What we owe our people in uniform

I can’t get the pictures from Iraq out of my mind – soldiers who will never come home, others with multiple missing limbs and ingrained psychological trauma. Now, amid the rising hot air of the 2008 presidential campaign, a moment of sanity last week when U.S. Senator Chuck Hagel (R-Neb.) implored his Senate colleagues to “step up” and confront the Iraq issue squarely. “We owe it to those men and women that we send into that grinder,” he said. Hagel asks nothing short of accounting for our own views, to me the most basic of public acts we must do in public life. In an impassioned two-minute plea, he asked his colleagues: “What do you believe?” “What are you willing to support?” “What do you think?”

I do not know questions any more fundamental than these. After all, it is the answers to such questions that reflect our deepest values and expectations; such questions prompt and prod us to reveal our own logic and take stock of our own heart. We can disagree about the war and the best course from here; but as we do, let us know that the grinder does not stop.

The grinder waits for no one.

In the last couple of years I have witnessed a remarkable tribute to our men and women in uniform. I am a regular ticket holder for the Washington Capitals hockey team and during many games in the Verizon Center people are asked to recognize those soldiers in attendance. A prolonged, standing ovation ensues; indeed, as opposition to the war has increased over the last year or two, the length and intensity of the ovation has only expanded. I cannot describe the feeling.

When we send our men and women into the grinder, we forge an implicit covenant with them – why are you going; under what conditions shall we bring you home; what is the nature of your service and how shall we support you?

When that covenant unravels, and when real disagreements arise about next steps, the next question becomes, “How shall we proceed?" Here, too, Senator Hagel has something important to say:

What I hear on both sides of this argument, impugning motives and patriotism to our country, not only is it offensive and disgusting, but it debases the whole system of our country and who we are. My goodness, can’t we debate the most critical issue of our time out front, in front of the American people?

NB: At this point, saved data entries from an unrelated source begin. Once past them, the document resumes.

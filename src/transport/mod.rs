//! Transport layer: the common currency between every transform
//!
//! Provides:
//! - [`StreamConn`]: a bidirectional byte stream with independent half-close
//! - [`StreamDialer`]: the single capability every transform implements
//! - [`TcpDialer`]: the innermost dialer of every chain
//! - [`LoggingDialer`]: byte-counting diagnostic wrapper

mod connection;
mod logging;
mod tcp;

pub use connection::{CloseState, ConnectionState};
pub use logging::{ByteCounters, LoggingConn, LoggingDialer};
pub use tcp::{TcpConn, TcpDialer};

use async_trait::async_trait;
use std::io;
use std::pin::Pin;
use std::sync::Arc;
use std::task::{ready, Context, Poll};
use thiserror::Error;
use tokio::io::{AsyncRead, AsyncWrite, AsyncWriteExt, ReadBuf};

/// Transport layer errors
#[derive(Debug, Error)]
pub enum TransportError {
    #[error("IO error: {0}")]
    Io(#[from] io::Error),

    #[error("Connection failed: {0}")]
    ConnectionFailed(String),

    #[error("Invalid address: {0}")]
    InvalidAddress(String),

    #[error("{layer} protocol violation: {reason}")]
    Protocol { layer: &'static str, reason: String },

    #[error("{layer} handshake rejected: {reason}")]
    Handshake { layer: &'static str, reason: String },

    #[error("Proxyless conditions not met for {0}")]
    ConditionsNotMet(String),

    #[error("Connection closed")]
    Closed,

    #[error("Timeout")]
    Timeout,
}

impl TransportError {
    /// Protocol violation attributed to a layer
    pub fn protocol(layer: &'static str, reason: impl Into<String>) -> Self {
        Self::Protocol {
            layer,
            reason: reason.into(),
        }
    }

    /// Rejected handshake attributed to a layer
    pub fn handshake(layer: &'static str, reason: impl Into<String>) -> Self {
        Self::Handshake {
            layer,
            reason: reason.into(),
        }
    }
}

/// How a connection honours `close_read` / `close_write`
#[derive(Debug, Clone, Copy, PartialEq, Eq)]
pub enum HalfCloseMode {
    /// Each direction can be closed on its own
    Independent,
    /// Either half-close tears down the whole stream
    FullClose,
}

/// A bidirectional byte stream with independent half-close.
///
/// `close_write` is the `AsyncWrite::poll_shutdown` path: it flushes and
/// signals EOF to the peer. `close_read` stops the read direction. Both
/// are idempotent, and `close` after either half-close never fails because
/// of the earlier one.
pub trait StreamConn: AsyncRead + AsyncWrite + Send + Unpin {
    /// Half-close behaviour, fixed when the connection is built
    fn half_close_mode(&self) -> HalfCloseMode;

    /// Stop reading. Writes keep working on `Independent` connections.
    fn close_read(&mut self) -> io::Result<()>;
}

/// Boxed connection handed between layers
pub type BoxConn = Box<dyn StreamConn>;

impl<T: StreamConn + ?Sized> StreamConn for Box<T> {
    fn half_close_mode(&self) -> HalfCloseMode {
        (**self).half_close_mode()
    }

    fn close_read(&mut self) -> io::Result<()> {
        (**self).close_read()
    }
}

/// Async helpers shared by every [`StreamConn`]
#[async_trait]
pub trait StreamConnExt: StreamConn {
    /// Flush and signal EOF to the peer
    async fn close_write(&mut self) -> io::Result<()> {
        self.shutdown().await
    }

    /// Close both directions
    async fn close(&mut self) -> io::Result<()> {
        let write = self.shutdown().await;
        let read = self.close_read();
        write.and(read)
    }
}

impl<T: StreamConn + ?Sized> StreamConnExt for T {}

/// Connection-opening capability implemented by every transform
#[async_trait]
pub trait StreamDialer: Send + Sync {
    /// Open a stream towards `addr` (`host:port`).
    ///
    /// Dropping the returned future cancels the dial.
    async fn dial_stream(&self, addr: &str) -> Result<BoxConn, TransportError>;

    /// Short name used in logs
    fn name(&self) -> &'static str;

    /// Whether this dialer rewrites HTTP request lines or headers
    fn rewrites_http(&self) -> bool {
        false
    }
}

/// Shared handle to a dialer
pub type SharedDialer = Arc<dyn StreamDialer>;

#[async_trait]
impl<D: StreamDialer + ?Sized> StreamDialer for Arc<D> {
    async fn dial_stream(&self, addr: &str) -> Result<BoxConn, TransportError> {
        (**self).dial_stream(addr).await
    }

    fn name(&self) -> &'static str {
        (**self).name()
    }

    fn rewrites_http(&self) -> bool {
        (**self).rewrites_http()
    }
}

/// Transport configuration
#[derive(Debug, Clone)]
pub struct TransportConfig {
    /// Connection timeout in seconds
    pub connect_timeout: u64,
    /// Enable TCP_NODELAY
    pub nodelay: bool,
}

impl Default for TransportConfig {
    fn default() -> Self {
        Self {
            connect_timeout: 30,
            nodelay: true,
        }
    }
}

/// Split `host:port`, accepting bracketed IPv6 literals
pub fn split_host_port(addr: &str) -> Result<(&str, u16), TransportError> {
    let (host, port) = addr
        .rsplit_once(':')
        .ok_or_else(|| TransportError::InvalidAddress(addr.to_string()))?;

    let port: u16 = port
        .parse()
        .map_err(|_| TransportError::InvalidAddress(addr.to_string()))?;

    let host = host
        .strip_prefix('[')
        .and_then(|h| h.strip_suffix(']'))
        .unwrap_or(host);

    if host.is_empty() {
        return Err(TransportError::InvalidAddress(addr.to_string()));
    }

    Ok((host, port))
}

/// Join a host and port, bracketing IPv6 literals
pub fn join_host_port(host: &str, port: u16) -> String {
    if host.contains(':') {
        format!("[{}]:{}", host, port)
    } else {
        format!("{}:{}", host, port)
    }
}

/// Pass-through wrapper that gives any plain async stream a [`StreamConn`]
/// face with `Independent` semantics on the write side only.
///
/// Used for in-memory pipes in tests and for streams whose read side has
/// no OS-level shutdown.
pub struct PlainConn<S> {
    inner: S,
    state: CloseState,
}

impl<S> PlainConn<S> {
    /// Wrap a stream
    pub fn new(inner: S) -> Self {
        Self {
            inner,
            state: CloseState::new(),
        }
    }

    /// Get the inner stream
    pub fn get_ref(&self) -> &S {
        &self.inner
    }
}

impl<S: AsyncRead + Unpin> AsyncRead for PlainConn<S> {
    fn poll_read(
        mut self: Pin<&mut Self>,
        cx: &mut Context<'_>,
        buf: &mut ReadBuf<'_>,
    ) -> Poll<io::Result<()>> {
        if self.state.is_read_closed() {
            return Poll::Ready(Ok(()));
        }
        Pin::new(&mut self.inner).poll_read(cx, buf)
    }
}

impl<S: AsyncWrite + Unpin> AsyncWrite for PlainConn<S> {
    fn poll_write(
        mut self: Pin<&mut Self>,
        cx: &mut Context<'_>,
        buf: &[u8],
    ) -> Poll<io::Result<usize>> {
        if self.state.is_write_closed() {
            return Poll::Ready(Err(io::ErrorKind::BrokenPipe.into()));
        }
        Pin::new(&mut self.inner).poll_write(cx, buf)
    }

    fn poll_flush(mut self: Pin<&mut Self>, cx: &mut Context<'_>) -> Poll<io::Result<()>> {
        Pin::new(&mut self.inner).poll_flush(cx)
    }

    fn poll_shutdown(mut self: Pin<&mut Self>, cx: &mut Context<'_>) -> Poll<io::Result<()>> {
        if self.state.is_write_closed() {
            return Poll::Ready(Ok(()));
        }
        ready!(Pin::new(&mut self.inner).poll_shutdown(cx))?;
        self.state.close_write();
        Poll::Ready(Ok(()))
    }
}

impl<S: AsyncRead + AsyncWrite + Send + Unpin> StreamConn for PlainConn<S> {
    fn half_close_mode(&self) -> HalfCloseMode {
        HalfCloseMode::Independent
    }

    fn close_read(&mut self) -> io::Result<()> {
        self.state.close_read();
        Ok(())
    }
}

#[cfg(test)]
mod tests {
    use super::*;

    #[test]
    fn test_split_host_port() {
        assert_eq!(split_host_port("example.com:443").unwrap(), ("example.com", 443));
        assert_eq!(split_host_port("[::1]:8080").unwrap(), ("::1", 8080));
        assert!(split_host_port("example.com").is_err());
        assert!(split_host_port(":80").is_err());
        assert!(split_host_port("host:http").is_err());
    }

    #[test]
    fn test_join_host_port() {
        assert_eq!(join_host_port("example.com", 80), "example.com:80");
        assert_eq!(join_host_port("::1", 443), "[::1]:443");
    }

    #[tokio::test]
    async fn test_plain_conn_half_close() {
        use tokio::io::AsyncReadExt;

        let (a, b) = tokio::io::duplex(64);
        let mut a = PlainConn::new(a);
        let mut b = PlainConn::new(b);

        a.close_read().unwrap();
        a.write_all(b"still writing").await.unwrap();
        a.close_write().await.unwrap();

        let mut buf = Vec::new();
        b.read_to_end(&mut buf).await.unwrap();
        assert_eq!(buf, b"still writing");

        // Idempotent full close after both halves
        a.close().await.unwrap();
    }
}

This is a reasonable request but not an easy one to fulfill. I suspect that many members of Congress are deeply torn about the war and what to do. Each option for action comes with its own dilemmas and none easy to reconcile.

But that’s the point, isn’t it? We can debate this issue like we do so many others, as if the only considerations are political. Or, people can step up and engage, even if, perhaps especially if, they are torn.

You see, the grinder waits for no one.